La primera sala de la
Suprema Corte de Justicia de la Nación (SCJN) decidió ayer liberar a
tres de los cinco indígenas tzotziles que permanecían presos en el penal
de El Amate, desde hace casi 17 años, por su participación en la
masacre de Acteal, por considerar que las investigaciones realizadas en
su momento por la Procuraduría General de la República (PGR) y las
corporaciones policiacas locales fueron manipuladas, y tras haber
documentado diversas violaciones al debido proceso de los inculpados.
Así, del total de encarcelados por la masacre de 45 indígenas, el 22 de
diciembre de 1997, sólo dos permanecen en prisión, y no parece
descabellado que pudieran tener un destino jurídico similar al de los
tres que fueron excarcelados ayer.
Con independencia de los vericuetos legales, y de las consabidas
irregularidades presentes en las pesquisas de la PGR –que son, por lo
demás, falencias habituales en el sistema de procuración de justicia que
afectan por igual a culpables e inocentes–, debe señalarse que esos
fallos a la formalidad no pueden ni deben ser un elemento suficiente
para sustentar la inocencia de los acusados, quienes han sido, cabe
recordarlo, plenamente reconocidos por los propios sobrevivientes de la
matanza.
Por otro lado, el alegato sobre las deficiencias formales de las
acusaciones de los implicados ha significado una coartada
particularmente conveniente para los estamentos políticos que han
asumido la defensa de la versión oficial en torno a los hechos, la cual
ubica a la matanza de Acteal como producto de una pugna entre grupos
indígenas, a contrapelo de la evidencia documental que indica la
participación en esos acontecimientos de grupos paramilitares vinculados
al gobierno de entonces.
Por lo demás, el fallo judicial de ayer conlleva una consagración de
la impunidad en el caso Acteal, que en los años transcurridos desde
entonces ha sido casi total. Los autores materiales capturados,
enjuiciados y encarcelados tras la matanza han sido paulatinamente
liberados a raíz de fallos judiciales como el de ayer. Las autoridades,
por otra parte, han sido omisas en la investigación y el deslinde de
responsabilidades intelectuales y políticas de quienes se desempeñaban
como altos funcionarios del gobierno de Chiapas, de los mandos militares
y de aquellas en las que pudieron incurrir el entonces presidente
Ernesto Zedillo –acusado en tribunales de Estados Unidos por familiares
de las víctimas, y defendido por los gobiernos mexicano y de aquel
país–, su secretario de Gobernación, Emilio Chuayffet; el ex gobernador
chiapaneco, Julio César Ruiz Ferro; Jorge Madrazo Cuéllar, a la sazón
procurador federal en aquel tiempo, y los generales Mario Renán Castillo
y Enrique Cervantes Aguirre, responsables de la séptima Zona Militar y
de la Secretaría de la Defensa Nacional, respectivamente.

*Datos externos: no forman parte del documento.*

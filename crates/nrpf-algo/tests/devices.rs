//! Device models exercised through full solves.

use num_complex::Complex64;

use nrpf_algo::elements::{
    Element, Fuse, ImpedanceLoad, Regulator, RegulatorType, Shunt, Switch, SwitchState,
    TransmissionLine, Transformer,
};
use nrpf_algo::network::{NetworkModel, NetworkModelBuilder};
use nrpf_algo::power_flow::{PowerFlow, PowerFlowResults};
use nrpf_core::{BusId, PowerFlowSettings};

fn solve(net: &mut NetworkModel) -> PowerFlowResults {
    let settings = PowerFlowSettings::default().with_tolerance(1e-10);
    PowerFlow::new(settings).unwrap().solve(net).unwrap()
}

fn voltage(net: &NetworkModel, res: &PowerFlowResults, bus: BusId) -> Complex64 {
    let pair = net.nodes().bus(bus).unwrap();
    Complex64::new(res.solution[pair.r], res.solution[pair.i])
}

/// Slack → device → load bus with a 1 Ω resistive load.
fn through_device(add: impl FnOnce(&mut NetworkModelBuilder, BusId, BusId)) -> (NetworkModel, BusId) {
    let mut b = NetworkModelBuilder::new(false);
    let src = b.add_bus("src", Complex64::new(1.0, 0.0)).unwrap();
    let load = b.add_bus("load", Complex64::new(1.0, 0.0)).unwrap();
    b.add_slack("s", src, 1.0, 0.0);
    add(&mut b, src, load);
    b.add(Element::ImpedanceLoad(
        ImpedanceLoad::resistive("r", load, None, 1.0).unwrap(),
    ));
    (b.build().unwrap(), load)
}

#[test]
fn unity_transformer_behaves_like_its_series_impedance() {
    let mut b = NetworkModelBuilder::new(false);
    let hv = b.add_bus("hv", Complex64::new(1.0, 0.0)).unwrap();
    let lv = b.add_bus("lv", Complex64::new(1.0, 0.0)).unwrap();
    b.add_slack("s", hv, 1.0, 0.0);
    let t = Transformer::new("t1", hv, lv, 1.0, 0.0, 0.01, 0.1, b.nodes_mut()).unwrap();
    b.add(Element::Transformer(t));
    b.add_pq_load("ld", lv, None, 0.5, 0.2);
    let mut net = b.build().unwrap();

    let res = solve(&mut net);
    assert!(res.converged);
    let v = voltage(&net, &res, lv);
    assert!((v.re - 0.9719067704536565).abs() < 1e-9);
    assert!((v.im + 0.048).abs() < 1e-9);
}

#[test]
fn off_nominal_tap_divides_the_primary_voltage() {
    let (mut net, load) = through_device(|b, src, load| {
        let t = Transformer::new("t1", src, load, 1.05, 0.0, 0.0, 0.0, b.nodes_mut()).unwrap();
        b.add(Element::Transformer(t));
    });
    let res = solve(&mut net);
    assert!(res.converged);
    assert_eq!(res.iterations, 1);

    let expected = (1.0 / 1.05) / (1.0 + 1e-4);
    let v = voltage(&net, &res, load);
    assert!((v.re - expected).abs() < 1e-12, "V = {}", v);
    assert!(v.im.abs() < 1e-12);
}

#[test]
fn phase_shift_rotates_the_secondary() {
    let shift = 30f64.to_radians();
    let (mut net, load) = through_device(|b, src, load| {
        let t = Transformer::new("ps", src, load, 1.0, shift, 0.0, 0.0, b.nodes_mut()).unwrap();
        b.add(Element::Transformer(t));
    });
    let res = solve(&mut net);
    assert!(res.converged);
    let angle = res.bus("load").unwrap().v_ang.0.to_radians();
    assert!((angle + shift).abs() < 1e-9, "angle = {}", angle);

    // ideal core is lossless: only the load and the tie resistance draw power
    let v = voltage(&net, &res, load);
    let expected = v.norm_sqr() * (1.0 + 1e-4);
    assert!((res.slacks[0].p - expected).abs() < 1e-9);
}

#[test]
fn regulator_boosts_by_its_tap_ratio() {
    let (mut net, load) = through_device(|b, src, load| {
        let reg = Regulator::new("reg", src, load, RegulatorType::B, -16, b.nodes_mut());
        b.add(Element::Regulator(reg));
    });
    let res = solve(&mut net);
    assert!(res.converged);
    assert_eq!(res.iterations, 1);

    let expected = (1.0 / 1.1) / (1.0 + 1e-4);
    let v = voltage(&net, &res, load);
    assert!((v.re - expected).abs() < 1e-12, "V = {}", v);
}

#[test]
fn closed_switch_is_a_near_ideal_tie() {
    let (mut net, load) = through_device(|b, src, load| {
        b.add(Element::Switch(Switch::new("sw", src, load, SwitchState::Closed)));
    });
    let res = solve(&mut net);
    assert!(res.converged);
    let v = voltage(&net, &res, load);
    assert!((v.re - 1.0 / (1.0 + 1e-4)).abs() < 1e-12);
}

#[test]
fn fuse_within_rating_stays_closed() {
    let (mut net, load) = through_device(|b, src, load| {
        b.add(Element::Fuse(Fuse::new("f", src, load, 2.0).unwrap()));
    });
    let res = solve(&mut net);
    assert!(res.converged);
    assert_eq!(res.device_adjustments, 0);
    assert!(matches!(&net.elements()[1], Element::Fuse(f) if f.is_closed()));
    assert!((voltage(&net, &res, load).re - 1.0 / (1.0 + 1e-4)).abs() < 1e-12);
}

#[test]
fn shunt_capacitance_raises_the_far_end() {
    let mut b = NetworkModelBuilder::new(false);
    let src = b.add_bus("src", Complex64::new(1.0, 0.0)).unwrap();
    let far = b.add_bus("far", Complex64::new(1.0, 0.0)).unwrap();
    b.add_slack("s", src, 1.0, 0.0);
    b.add_line(TransmissionLine::single_phase("l", src, far, 0.01, 0.1, 0.0).unwrap());
    b.add_pq_load("ld", far, None, 0.5, 0.2);
    let mut plain = b.clone().build().unwrap();
    b.add(Element::Shunt(Shunt::from_mw_mvar("cap", far, 0.0, 20.0, 100.0)));
    let mut compensated = b.build().unwrap();

    let base = solve(&mut plain).bus("far").unwrap().v_mag;
    let boosted = solve(&mut compensated).bus("far").unwrap().v_mag;
    assert!(boosted > base, "{} <= {}", boosted, base);
}
//! Lagrangian handlers: compiled first-order conditions of a device.
//!
//! A device's contribution to the augmented Lagrangian is written once as
//! an [`Expr`] over three symbol groups: constants (device parameters),
//! primals (voltages, currents, reactive power) and duals (multipliers).
//! The handler differentiates it with respect to every primal and dual,
//! splits each derivative into Newton components, and compiles them.
//!
//! * Derivatives with respect to duals are the device's primal equations.
//! * Derivatives with respect to primals are its dual (stationarity)
//!   equations.
//!
//! Evaluation takes numeric values in the order constants, then primals,
//! then duals.

use nrpf_core::NrpfResult;

use super::compile::Tape;
use super::expr::{Expr, Symbol};
use super::split::split_expr;

/// One Newton component produced by a derivative entry.
///
/// `variable` and `secondary` are positions in the handler's variable list
/// (primals followed by duals). `secondary == None` is a right-hand-side
/// contribution; otherwise the value is the Y coefficient of `secondary` in
/// the equation of `variable`.
#[derive(Debug, Clone, Copy, PartialEq)]
pub struct Component {
    pub variable: usize,
    pub secondary: Option<usize>,
    pub value: f64,
}

/// ∂L/∂(variable), split and compiled.
#[derive(Debug, Clone)]
pub struct DerivativeEntry {
    pub variable: Symbol,
    pub derivative: Expr,
    constant_eval: Option<Tape>,
    variable_evals: Vec<(usize, Tape)>,
}

impl DerivativeEntry {
    fn new(
        variable: Symbol,
        derivative: Expr,
        variables: &[Symbol],
        inputs: &[Symbol],
    ) -> NrpfResult<Self> {
        let split = split_expr(&derivative, variables)?;

        let constant_eval = if split.constant.is_zero() {
            None
        } else {
            Some(Tape::compile(&split.constant, inputs)?)
        };

        let mut variable_evals = Vec::with_capacity(split.coefficients.len());
        for (var, coeff) in &split.coefficients {
            // split_expr only produces coefficients for entries of `variables`
            if let Some(pos) = variables.iter().position(|v| v == var) {
                variable_evals.push((pos, Tape::compile(coeff, inputs)?));
            }
        }

        Ok(Self {
            variable,
            derivative,
            constant_eval,
            variable_evals,
        })
    }

    /// Number of non-zero coefficient evaluators.
    pub fn nnz(&self) -> usize {
        self.variable_evals.len()
    }

    pub fn has_constant(&self) -> bool {
        self.constant_eval.is_some()
    }

    fn evaluate_into(
        &self,
        position: usize,
        inputs: &[f64],
        stack: &mut Vec<f64>,
        out: &mut Vec<Component>,
    ) {
        let constant = self
            .constant_eval
            .as_ref()
            .map_or(0.0, |tape| tape.eval_with(inputs, stack));
        out.push(Component {
            variable: position,
            secondary: None,
            value: constant,
        });
        for (secondary, tape) in &self.variable_evals {
            out.push(Component {
                variable: position,
                secondary: Some(*secondary),
                value: tape.eval_with(inputs, stack),
            });
        }
    }
}

#[derive(Debug, Clone)]
pub struct LagrangeHandler {
    pub lagrange: Expr,
    pub constants: Vec<Symbol>,
    pub primals: Vec<Symbol>,
    pub duals: Vec<Symbol>,
    derivatives: Vec<DerivativeEntry>,
}

impl LagrangeHandler {
    pub fn new(
        lagrange: Expr,
        constants: &[Symbol],
        primals: &[Symbol],
        duals: &[Symbol],
    ) -> NrpfResult<Self> {
        let variables: Vec<Symbol> = primals.iter().chain(duals).copied().collect();
        let inputs: Vec<Symbol> = constants.iter().chain(&variables).copied().collect();

        let derivatives = variables
            .iter()
            .map(|&var| DerivativeEntry::new(var, lagrange.diff(var), &variables, &inputs))
            .collect::<NrpfResult<Vec<_>>>()?;

        Ok(Self {
            lagrange,
            constants: constants.to_vec(),
            primals: primals.to_vec(),
            duals: duals.to_vec(),
            derivatives,
        })
    }

    pub fn variable_count(&self) -> usize {
        self.primals.len() + self.duals.len()
    }

    /// Derivative entry of the variable at `position` (primals, then duals).
    pub fn derivative(&self, position: usize) -> Option<&DerivativeEntry> {
        self.derivatives.get(position)
    }

    /// Primal equations: derivatives with respect to the duals.
    pub fn evaluate_primals(
        &self,
        constants: &[f64],
        primals: &[f64],
        duals: &[f64],
    ) -> Vec<Component> {
        let start = self.primals.len();
        self.evaluate_set(start..self.variable_count(), constants, primals, duals)
    }

    /// Dual equations: derivatives with respect to the primals.
    pub fn evaluate_duals(
        &self,
        constants: &[f64],
        primals: &[f64],
        duals: &[f64],
    ) -> Vec<Component> {
        self.evaluate_set(0..self.primals.len(), constants, primals, duals)
    }

    fn evaluate_set(
        &self,
        targets: std::ops::Range<usize>,
        constants: &[f64],
        primals: &[f64],
        duals: &[f64],
    ) -> Vec<Component> {
        let mut inputs = Vec::with_capacity(constants.len() + primals.len() + duals.len());
        inputs.extend_from_slice(constants);
        inputs.extend_from_slice(primals);
        inputs.extend_from_slice(duals);

        let mut stack = Vec::new();
        let mut out = Vec::new();
        for position in targets {
            if let Some(entry) = self.derivatives.get(position) {
                entry.evaluate_into(position, &inputs, &mut stack, &mut out);
            }
        }
        out
    }
}
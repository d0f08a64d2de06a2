//! # nrpf-algo: Newton-Raphson AC power flow
//!
//! Solves the equivalent-circuit power-flow problem for single- and
//! multi-phase networks, optionally augmented with infeasibility currents
//! that locate where a case cannot be served.
//!
//! ## Layers
//!
//! | Module | Role |
//! |--------|------|
//! | [`sparse`] | Triplet accumulation of the Newton matrix with baseline checkpoints |
//! | [`symbolic`] | Differentiation and compilation of device Lagrangians |
//! | [`elements`] | Device models and their Newton stamps |
//! | [`network`] | Node indexing, initial guess, limiting mask, device collection |
//! | [`power_flow`] | Newton iteration, tx-stepping, device control, results |
//!
//! ## Example
//!
//! ```
//! use nrpf_algo::elements::TransmissionLine;
//! use nrpf_algo::network::NetworkModelBuilder;
//! use nrpf_algo::power_flow::PowerFlow;
//! use nrpf_core::PowerFlowSettings;
//! use num_complex::Complex64;
//!
//! let mut builder = NetworkModelBuilder::new(false);
//! let slack = builder.add_bus("slack", Complex64::new(1.0, 0.0))?;
//! let load = builder.add_bus("load", Complex64::new(1.0, 0.0))?;
//! builder.add_slack("gen", slack, 1.0, 0.0);
//! builder.add_line(TransmissionLine::single_phase("l1", slack, load, 0.01, 0.1, 0.0)?);
//! builder.add_pq_load("ld", load, None, 0.5, 0.2);
//! let mut network = builder.build()?;
//!
//! let results = PowerFlow::new(PowerFlowSettings::default())?.solve(&mut network)?;
//! assert!(results.converged);
//! assert!((results.bus("load").unwrap().v_mag - 0.9731).abs() < 1e-3);
//! # Ok::<(), nrpf_core::NrpfError>(())
//! ```

pub mod elements;
pub mod network;
pub mod power_flow;
pub mod sparse;
pub mod symbolic;

pub use elements::{Element, Stamp};
pub use network::{NetworkModel, NetworkModelBuilder};
pub use power_flow::{NrSolver, PowerFlow, PowerFlowResults};
pub use sparse::MatrixBuilder;
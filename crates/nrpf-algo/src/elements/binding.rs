//! Binding of Lagrangian symbols to positions in the unknown vector.
//!
//! A [`LagrangeHandler`] works on abstract symbols. To stamp it, each
//! symbol is bound to a [`Slot`]: the column its value is read from and
//! the row its first-order condition is written to. For a primal/dual pair
//! `(x, λ)` the equation `∂L/∂λ` lives in row `x` and `∂L/∂x` lives in row
//! `λ`. Ground terminals bind to an empty slot: value zero, no stamps.

use nrpf_core::{AuxUnknown, NodePair};

use crate::sparse::MatrixBuilder;
use crate::symbolic::{Component, LagrangeHandler};

use super::Residuals;

#[derive(Debug, Clone, Copy, Default, PartialEq, Eq)]
pub struct Slot {
    /// Column the symbol's value is read from
    pub index: Option<usize>,
    /// Row that receives the derivative with respect to this symbol
    pub row: Option<usize>,
}

impl Slot {
    #[inline]
    pub fn value(&self, v: &[f64]) -> f64 {
        self.index.map_or(0.0, |i| v[i])
    }
}

/// Slots for a handler's primals and duals, in handler order.
#[derive(Debug, Clone, Default)]
pub struct Binding {
    primals: Vec<Slot>,
    duals: Vec<Slot>,
}

impl Binding {
    pub fn new() -> Self {
        Self::default()
    }

    /// A real/imaginary pair with its paired duals; `None` is ground.
    pub fn pair(mut self, pair: Option<NodePair>) -> Self {
        match pair {
            Some(p) => {
                self.primals.push(Slot {
                    index: Some(p.r),
                    row: p.lr,
                });
                self.primals.push(Slot {
                    index: Some(p.i),
                    row: p.li,
                });
                self.duals.push(Slot {
                    index: p.lr,
                    row: Some(p.r),
                });
                self.duals.push(Slot {
                    index: p.li,
                    row: Some(p.i),
                });
            }
            None => {
                self.primals.extend([Slot::default(); 2]);
                self.duals.extend([Slot::default(); 2]);
            }
        }
        self
    }

    /// A scalar unknown with its paired dual.
    pub fn aux(mut self, aux: AuxUnknown) -> Self {
        self.primals.push(Slot {
            index: Some(aux.index),
            row: aux.dual,
        });
        self.duals.push(Slot {
            index: aux.dual,
            row: Some(aux.index),
        });
        self
    }

    /// Primals whose stationarity equations live in their own rows.
    pub fn self_paired(mut self, pair: NodePair) -> Self {
        self.primals.push(Slot {
            index: Some(pair.r),
            row: Some(pair.r),
        });
        self.primals.push(Slot {
            index: Some(pair.i),
            row: Some(pair.i),
        });
        self
    }

    /// Multipliers of equations owned by another unknown (e.g. bus KCL).
    pub fn multipliers_of(mut self, pair: NodePair) -> Self {
        self.duals.push(Slot {
            index: pair.lr,
            row: Some(pair.r),
        });
        self.duals.push(Slot {
            index: pair.li,
            row: Some(pair.i),
        });
        self
    }

    fn slot(&self, position: usize) -> Slot {
        if position < self.primals.len() {
            self.primals[position]
        } else {
            self.duals
                .get(position - self.primals.len())
                .copied()
                .unwrap_or_default()
        }
    }

    pub fn primal_values(&self, v: &[f64]) -> Vec<f64> {
        self.primals.iter().map(|s| s.value(v)).collect()
    }

    pub fn dual_values(&self, v: &[f64]) -> Vec<f64> {
        self.duals.iter().map(|s| s.value(v)).collect()
    }

    /// Route evaluated components into Y and J.
    pub fn stamp(&self, y: &mut MatrixBuilder, j: &mut [f64], components: &[Component]) {
        for comp in components {
            let Some(row) = self.slot(comp.variable).row else {
                continue;
            };
            match comp.secondary {
                None => j[row] += comp.value,
                Some(secondary) => {
                    if let Some(col) = self.slot(secondary).index {
                        y.add(row, col, comp.value);
                    }
                }
            }
        }
    }

    /// Equation values `Σ coeff·x − rhs` per row.
    pub fn residuals(&self, v: &[f64], components: &[Component], out: &mut Residuals) {
        for comp in components {
            let Some(row) = self.slot(comp.variable).row else {
                continue;
            };
            let contribution = match comp.secondary {
                None => -comp.value,
                Some(secondary) => comp.value * self.slot(secondary).value(v),
            };
            *out.entry(row).or_insert(0.0) += contribution;
        }
    }
}

/// Evaluate a handler's dual equations at `v` and stamp them.
pub fn stamp_dual_equations(
    handler: &LagrangeHandler,
    constants: &[f64],
    binding: &Binding,
    y: &mut MatrixBuilder,
    j: &mut [f64],
    v: &[f64],
) {
    let components = handler.evaluate_duals(
        constants,
        &binding.primal_values(v),
        &binding.dual_values(v),
    );
    binding.stamp(y, j, &components);
}

/// Evaluate a handler's primal equations at `v` and stamp them.
pub fn stamp_primal_equations(
    handler: &LagrangeHandler,
    constants: &[f64],
    binding: &Binding,
    y: &mut MatrixBuilder,
    j: &mut [f64],
    v: &[f64],
) {
    let components = handler.evaluate_primals(
        constants,
        &binding.primal_values(v),
        &binding.dual_values(v),
    );
    binding.stamp(y, j, &components);
}
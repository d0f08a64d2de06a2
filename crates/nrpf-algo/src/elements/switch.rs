//! Ideal switch modeled as a large conductance when closed.

use nrpf_core::{BusId, NodeMap, NrpfResult};

use crate::sparse::MatrixBuilder;

use super::branch::Coupling;
use super::capacitor::SwitchState;
use super::{Stamp, StampContext};

/// Conductance of a closed switch or intact fuse.
pub const CLOSED_CONDUCTANCE: f64 = 1e4;

#[derive(Debug, Clone, PartialEq)]
pub struct Switch {
    pub name: String,
    pub from: BusId,
    pub to: BusId,
    pub state: SwitchState,
}

impl Switch {
    pub fn new(name: impl Into<String>, from: BusId, to: BusId, state: SwitchState) -> Self {
        Self {
            name: name.into(),
            from,
            to,
            state,
        }
    }

    pub fn is_closed(&self) -> bool {
        self.state == SwitchState::Closed
    }

    pub(crate) fn coupling(from: BusId, to: BusId, nodes: &NodeMap) -> NrpfResult<Coupling> {
        Ok(Coupling::series(
            Some(nodes.bus(from)?),
            Some(nodes.bus(to)?),
            CLOSED_CONDUCTANCE,
            0.0,
        ))
    }
}

impl Stamp for Switch {
    fn stamp_primal(
        &self,
        y: &mut MatrixBuilder,
        _j: &mut [f64],
        _v: &[f64],
        ctx: &StampContext<'_>,
    ) -> NrpfResult<()> {
        if self.is_closed() {
            Self::coupling(self.from, self.to, ctx.nodes)?.stamp_primal(y);
        }
        Ok(())
    }

    fn stamp_dual(
        &self,
        y: &mut MatrixBuilder,
        j: &mut [f64],
        v: &[f64],
        ctx: &StampContext<'_>,
    ) -> NrpfResult<()> {
        if self.is_closed() {
            Self::coupling(self.from, self.to, ctx.nodes)?.stamp_dual(y, j, v)?;
        }
        Ok(())
    }
}
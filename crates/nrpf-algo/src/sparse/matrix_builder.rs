//! Triplet accumulator for the per-iteration Newton system `Y·x = J`.
//!
//! Stamps are appended, never overwritten: duplicate `(row, col)` pairs are
//! summed when the triplets are materialized. The linear baseline is kept by
//! recording [`MatrixBuilder::get_usage`] after invariant elements stamp
//! and truncating back to it with [`MatrixBuilder::clear`] at the end of
//! every iteration.

use std::collections::BTreeMap;

use nrpf_core::{Diagnostics, NrpfError, NrpfResult};
use sprs::{CsMat, TriMat};
use thiserror::Error;

/// Problems found in the accumulated stamps
#[derive(Debug, Error, Clone, PartialEq)]
pub enum StampError {
    #[error("stamp ({row}, {col}) outside a {size}x{size} system")]
    OutOfRange { row: usize, col: usize, size: usize },

    #[error("non-finite stamp {value} at ({row}, {col})")]
    NonFinite { row: usize, col: usize, value: f64 },

    #[error("row {0} has no entries")]
    EmptyRow(usize),

    #[error("row {0} has only zero entries")]
    ZeroRow(usize),
}

impl From<StampError> for NrpfError {
    fn from(err: StampError) -> Self {
        NrpfError::Structural(err.to_string())
    }
}

/// Sparse `(row, col, value)` accumulator with checkpoint/reset.
#[derive(Debug, Clone)]
pub struct MatrixBuilder {
    size: usize,
    rows: Vec<usize>,
    cols: Vec<usize>,
    values: Vec<f64>,
}

impl MatrixBuilder {
    /// Create an empty builder for a `size x size` system.
    pub fn new(size: usize) -> Self {
        // A handful of entries per unknown covers most networks.
        Self::with_capacity(size, size * 8)
    }

    pub fn with_capacity(size: usize, capacity: usize) -> Self {
        Self {
            size,
            rows: Vec::with_capacity(capacity),
            cols: Vec::with_capacity(capacity),
            values: Vec::with_capacity(capacity),
        }
    }

    pub fn size(&self) -> usize {
        self.size
    }

    /// Accumulate `value` at `(row, col)`.
    #[inline]
    pub fn add(&mut self, row: usize, col: usize, value: f64) {
        self.rows.push(row);
        self.cols.push(col);
        self.values.push(value);
    }

    /// Checkpoint: number of triplets stamped so far.
    pub fn get_usage(&self) -> usize {
        self.values.len()
    }

    /// Discard every triplet added after the `retain_idx` checkpoint.
    pub fn clear(&mut self, retain_idx: usize) {
        self.rows.truncate(retain_idx);
        self.cols.truncate(retain_idx);
        self.values.truncate(retain_idx);
    }

    pub fn triplets(&self) -> impl Iterator<Item = (usize, usize, f64)> + '_ {
        self.rows
            .iter()
            .zip(&self.cols)
            .zip(&self.values)
            .map(|((&r, &c), &v)| (r, c, v))
    }

    /// Materialize into CSR, summing duplicate entries.
    pub fn to_matrix(&self) -> NrpfResult<CsMat<f64>> {
        if let Some((row, col, _)) = self
            .triplets()
            .find(|&(r, c, _)| r >= self.size || c >= self.size)
        {
            return Err(StampError::OutOfRange {
                row,
                col,
                size: self.size,
            }
            .into());
        }
        let tri = TriMat::from_triplets(
            (self.size, self.size),
            self.rows.clone(),
            self.cols.clone(),
            self.values.clone(),
        );
        Ok(tri.to_csr())
    }

    /// Collect every structural problem without stopping at the first.
    ///
    /// With `check_zeros`, a row whose summed entries are all exactly zero
    /// counts as empty.
    pub fn validate(&self, check_zeros: bool) -> Diagnostics {
        let mut diag = Diagnostics::new();
        let mut has_entry = vec![false; self.size];
        let mut summed: BTreeMap<(usize, usize), f64> = BTreeMap::new();

        for (row, col, value) in self.triplets() {
            if row >= self.size || col >= self.size {
                let err = StampError::OutOfRange {
                    row,
                    col,
                    size: self.size,
                };
                diag.add_error("stamp", &err.to_string());
                continue;
            }
            if !value.is_finite() {
                let err = StampError::NonFinite { row, col, value };
                diag.add_error_with_entity("stamp", &err.to_string(), &format!("row {}", row));
            }
            has_entry[row] = true;
            *summed.entry((row, col)).or_insert(0.0) += value;
        }

        let mut has_nonzero = vec![false; self.size];
        for (&(row, _), &value) in &summed {
            if value != 0.0 {
                has_nonzero[row] = true;
            }
        }

        for row in 0..self.size {
            let err = if !has_entry[row] {
                StampError::EmptyRow(row)
            } else if check_zeros && !has_nonzero[row] {
                StampError::ZeroRow(row)
            } else {
                continue;
            };
            diag.add_error_with_entity("structure", &err.to_string(), &format!("row {}", row));
        }

        diag
    }

    /// Fail before the solve if the system is obviously singular or malformed.
    pub fn assert_valid(&self, check_zeros: bool) -> NrpfResult<()> {
        let diag = self.validate(check_zeros);
        if diag.has_errors() {
            let first: Vec<String> = diag.errors().take(5).map(|i| i.to_string()).collect();
            return Err(NrpfError::Structural(format!(
                "{}: {}",
                diag.summary(),
                first.join("; ")
            )));
        }
        Ok(())
    }
}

El hecho de que los autores materiales de la masacre hayan
sido liberados casi en su totalidad y que los responsables políticos de
la misma ni siquiera hayan sido llamados a comparecer en tribunales
implica que, al día de hoy, las perspectivas de esclarecimiento e
impartición de justicia en torno a Acteal se hayan desvanecido. Esa
perspectiva no sólo es inadmisible para las víctimas de Acteal y sus
deudos, sino para el país en su conjunto, en la medida que refuerza una
constante de simulaciones de justicia que se ha reiterado en Aguas
Blancas, El Bosque, El Charco; en escenarios represivos como los
registrados en Oaxaca y Atenco durante 2006, y en episodios recientes de
abuso del poder público como los asesinatos de civiles en Tlatlaya, así
como el asesinato y desaparición de normalistas de Ayotzinapa. La
institucionalidad encargada de impartir justicia en el país ha vuelto a
dar un nuevo golpe a su credibilidad, para infortunio de las víctimas de
Acteal, de sus deudos y de la nación entera.